Comments reference the WL CIA data dump from yesterday attempting to tie CIA to the Russian DNC hack and support the Trump and company thesis of being attacked by the "Deep State"....

Tuesday, March 07, 2017
Some comments on the Wikileaks CIA/#vault7 leak

I thought I'd write up some notes about the Wikileaks CIA "#vault7" leak. This post will be updated frequently over the next 24 hours.


The CIA didn't remotely hack a TV. The docs are clear that they can update the software running on the TV using a USB drive. There's no evidence of them doing so remotely over the Internet. If you aren't afraid of the CIA breaking in an installing a listening device, then you should't be afraid of the CIA installing listening software.


The CIA didn't defeat Signal/WhattsApp encryption. The CIA has some exploits for Android/iPhone. If they can get on your phone, then of course they can record audio and screenshots. Technically, this bypasses/defeats encryption -- but such phrases used by Wikileaks arehighly misleading, since nothing related to Signal/WhatsApp is happening. What's happening is the CIA is bypassing/defeating the phone. Sometimes. If they've got an exploit for it, or can trick you into installing their software.
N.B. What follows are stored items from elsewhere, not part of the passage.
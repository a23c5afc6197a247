//! Typed entity registry
//!
//! Every transient object (obstacles, torpedoes, pickups) lives here, keyed by
//! a monotonically increasing [`EntityId`]. Each [`Category`] keeps its own
//! ordered id set so collision scans never compare names and always iterate
//! in spawn order.

use std::collections::{BTreeMap, BTreeSet};

use glam::Vec2;
use serde::{Deserialize, Serialize};

use super::collision::Aabb;
use super::path::BezierPath;

/// Handle to a live entity. Ids are never reused within a run.
#[derive(Debug, Clone, Copy, PartialEq, Eq, PartialOrd, Ord, Hash, Serialize, Deserialize)]
pub struct EntityId(pub u32);

/// Collision category an entity is scanned under
#[derive(Debug, Clone, Copy, PartialEq, Eq, Hash, Serialize, Deserialize)]
#[repr(usize)]
pub enum Category {
    Obstacle,
    Torpedo,
    PowerUp,
    HealthPickup,
}

impl Category {
    pub const COUNT: usize = Category::HealthPickup as usize + 1;

    fn index(self) -> usize {
        self as usize
    }
}

/// Concrete entity type
#[derive(Debug, Clone, Copy, PartialEq, Eq, Serialize, Deserialize)]
pub enum EntityKind {
    /// Tumbling rock on a straight line to a random point below the screen
    Asteroid,
    /// Enemy ship flying the scripted curve
    Enemy,
    Torpedo,
    /// Weapons power-up (fire-rate boost) flying the scripted curve
    PowerUp,
    HealthPickup,
}

impl EntityKind {
    pub fn category(self) -> Category {
        match self {
            EntityKind::Asteroid | EntityKind::Enemy => Category::Obstacle,
            EntityKind::Torpedo => Category::Torpedo,
            EntityKind::PowerUp => Category::PowerUp,
            EntityKind::HealthPickup => Category::HealthPickup,
        }
    }
}

/// How an entity's position evolves over its lifetime
#[derive(Debug, Clone, Copy, PartialEq, Serialize, Deserialize)]
pub enum Motion {
    /// Straight line from `start` to `end`
    Linear { start: Vec2, end: Vec2 },
    /// Scripted curve applied as an offset from `origin`
    Path { origin: Vec2, orient: bool },
}

/// Scale/alpha interpolation applied alongside the motion
#[derive(Debug, Clone, Copy, PartialEq, Serialize, Deserialize)]
pub struct Fade {
    pub scale_to: f32,
    pub alpha_to: f32,
}

#[derive(Debug, Clone, Serialize, Deserialize)]
pub struct Entity {
    pub id: EntityId,
    pub kind: EntityKind,
    pub pos: Vec2,
    pub size: Vec2,
    /// Radians, counter-clockwise
    pub rotation: f32,
    pub scale: f32,
    pub alpha: f32,
    pub motion: Motion,
    /// Seconds the motion takes; the entity is expired when it completes
    pub duration: f64,
    pub elapsed: f64,
    /// Continuous spin (radians/sec)
    pub spin: f32,
    pub fade: Option<Fade>,
}

impl Entity {
    /// A stationary entity at `pos`
    pub fn new(id: EntityId, kind: EntityKind, pos: Vec2, size: Vec2) -> Self {
        Self {
            id,
            kind,
            pos,
            size,
            rotation: 0.0,
            scale: 1.0,
            alpha: 1.0,
            motion: Motion::Linear { start: pos, end: pos },
            duration: 0.0,
            elapsed: 0.0,
            spin: 0.0,
            fade: None,
        }
    }

    pub fn with_motion(mut self, motion: Motion, duration: f64) -> Self {
        self.motion = motion;
        self.duration = duration.max(0.0);
        self
    }

    pub fn with_spin(mut self, radians_per_sec: f32) -> Self {
        self.spin = radians_per_sec;
        self
    }

    pub fn with_fade(mut self, scale_to: f32, alpha_to: f32) -> Self {
        self.fade = Some(Fade { scale_to, alpha_to });
        self
    }

    pub fn category(&self) -> Category {
        self.kind.category()
    }

    /// Motion progress in [0, 1]
    pub fn progress(&self) -> f32 {
        if self.duration <= 0.0 {
            1.0
        } else {
            (self.elapsed / self.duration).clamp(0.0, 1.0) as f32
        }
    }

    pub fn is_finished(&self) -> bool {
        self.elapsed >= self.duration
    }

    /// Advance motion, spin and fade by `dt` seconds
    pub fn advance(&mut self, dt: f64, curve: &BezierPath) {
        self.elapsed = (self.elapsed + dt).min(self.duration);
        let t = self.progress();

        match self.motion {
            Motion::Linear { start, end } => {
                self.pos = start.lerp(end, t);
            }
            Motion::Path { origin, orient } => {
                let sample = curve.sample(t);
                self.pos = origin + sample.offset;
                if orient {
                    self.rotation = sample.heading;
                }
            }
        }

        if self.spin != 0.0 {
            self.rotation += self.spin * dt as f32;
        }

        if let Some(fade) = self.fade {
            self.scale = 1.0 + (fade.scale_to - 1.0) * t;
            self.alpha = 1.0 + (fade.alpha_to - 1.0) * t;
        }
    }

    /// Axis-aligned bounds of the scaled, rotated frame
    pub fn bounds(&self) -> Aabb {
        Aabb::from_frame(self.pos, self.size * self.scale, self.rotation)
    }
}

/// Live entity collection with per-category indices
#[derive(Debug, Clone, Default)]
pub struct World {
    entities: BTreeMap<EntityId, Entity>,
    tags: [BTreeSet<EntityId>; Category::COUNT],
    next_id: u32,
}

impl World {
    pub fn new() -> Self {
        Self::default()
    }

    /// Allocate a fresh id
    pub fn next_id(&mut self) -> EntityId {
        self.next_id += 1;
        EntityId(self.next_id)
    }

    /// Insert an entity built with an id from [`World::next_id`]
    pub fn add(&mut self, entity: Entity) -> EntityId {
        let id = entity.id;
        debug_assert!(!self.entities.contains_key(&id), "entity id reused: {id:?}");
        self.tags[entity.category().index()].insert(id);
        self.entities.insert(id, entity);
        id
    }

    /// Remove an entity. Removing an id that is already gone returns `None`.
    pub fn remove(&mut self, id: EntityId) -> Option<Entity> {
        let entity = self.entities.remove(&id)?;
        self.tags[entity.category().index()].remove(&id);
        Some(entity)
    }

    pub fn get(&self, id: EntityId) -> Option<&Entity> {
        self.entities.get(&id)
    }

    pub fn get_mut(&mut self, id: EntityId) -> Option<&mut Entity> {
        self.entities.get_mut(&id)
    }

    pub fn contains(&self, id: EntityId) -> bool {
        self.entities.contains_key(&id)
    }

    /// Snapshot of live ids in a category, in spawn order.
    ///
    /// Callers that remove entities while scanning must re-check liveness
    /// with [`World::get`] for each id.
    pub fn ids(&self, category: Category) -> Vec<EntityId> {
        self.tags[category.index()].iter().copied().collect()
    }

    pub fn iter(&self, category: Category) -> impl Iterator<Item = &Entity> {
        self.tags[category.index()]
            .iter()
            .filter_map(|id| self.entities.get(id))
    }

    pub fn count(&self, category: Category) -> usize {
        self.tags[category.index()].len()
    }

    pub fn len(&self) -> usize {
        self.entities.len()
    }

    pub fn is_empty(&self) -> bool {
        self.entities.is_empty()
    }

    /// Bounding-box overlap of two live entities (false if either is gone)
    pub fn intersects(&self, a: EntityId, b: EntityId) -> bool {
        match (self.get(a), self.get(b)) {
            (Some(a), Some(b)) => a.bounds().intersects(&b.bounds()),
            _ => false,
        }
    }

    /// Advance every entity's scripted motion
    pub fn advance(&mut self, dt: f64, curve: &BezierPath) {
        for entity in self.entities.values_mut() {
            entity.advance(dt, curve);
        }
    }
}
There's no overlap or turf war with the NSA. The NSA does "signals intelligence", so they hack radios and remotely across the Internet. The CIA does "humans intelligence", so they hack locally, with a human. The sort of thing they do is bribe, blackmail, or bedazzle some human "asset" (like a technician in a nuclear plant) to stick a USB drive into a slot. All the various military, law enforcement, and intelligence agencies have hacking groups to help them do their own missions.


The CIA isn't more advanced than the NSA. Most of this dump is child's play, simply malware/trojans cobbled together from bits found on the Internet. Sometimes they buy more advanced stuff from contractors, or get stuff shared from the NSA. Technologically, they are far#behind the NSA in sophistication and technical expertise.


The CIA isn't hoarding 0days. For one thing, few 0days were mentioned at all. The CIA's techniques rely upon straightforward hacking, not super secret 0day hacking Second of all, they aren't keeping 0days back in a vault somewhere -- if they have 0days, they are using them.


The VEP process is nonsense.#Activists keep mentioning the "vulnerability equities process", in which all those interested in 0days within the government has a say in what happens to them, with the eventual goal that they be disclosed to vendors. The VEP is nonsense. The activist argument is nonsense. As far as I can tell, the VEP is designed as busy work to keep people away from those who really use 0days, such as the NSA and the CIA. If they spend millions of dollars buying 0days because it has that value in intelligence operations, they aren't going to destroy that value by disclosing to a vendor. If VEP forces disclosure, disclosure still won't happen, the NSA will simply stop buying vulns.


There's no false flags. In several places, the CIA talks about making sure that what they do isn't so unique, so it can't be attributed to them. However, Wikileaks's press release hints that the "UMBRAGE" program is deliberately stealing techniques from Russia to use as a false-flag operation. This is nonsense. For example, the DNC hack attribution was live command-and-control servers simultaneously used against different Russian targets -- not a few snippets of code.


This hurts the CIA a lot. Already, one AV researcher has told me that a virus they once suspected came from the Russians or Chinese can now be attributed to the CIA, as it matches the description perfectly to something in the leak. We can develop anti-virus and intrusion-detection signatures based on this information that will defeat much of what we read in these documents. This would put a multi-year delay in the CIA's development efforts. Plus, it'll now go on a witch-hunt looking for the leaker, which will erode morale. Update:#Three extremely smart and knowledgeable people who I respect disagree, claiming it won't hurt the CIA a lot. I suppose I'm focusing on "hurting the cyber abilities" of the CIA, not the CIA as a whole, which mostly is non-cyber in function.


The CIA is not cutting edge.#A few days ago, Hak5 started selling "BashBunny", a USB hacking tool more advanced than the USB tools in the leak. The CIA seems to get most of their USB techniques from open-source projects, such Travis Goodpseeds "GoodFET" project.


The CIA isn't spying on us.#Snowden revealed how the NSA was surveilling all Americans. Nothing like that appears in the CIA dump. It's all legitimate spy stuff (assuming you think spying on foreign adversaries is legitimate).


Update #2: How is hacking cars and phones not SIGINT (which is the NSA's turf)?[*]#The answer is via physical access. For example, they might have a device that plugs into the ODBII port on the car that quickly updates the firmware of the brakes. Think of it as normal spy activity (e.g. cutting a victim's brakes), but now with cyber.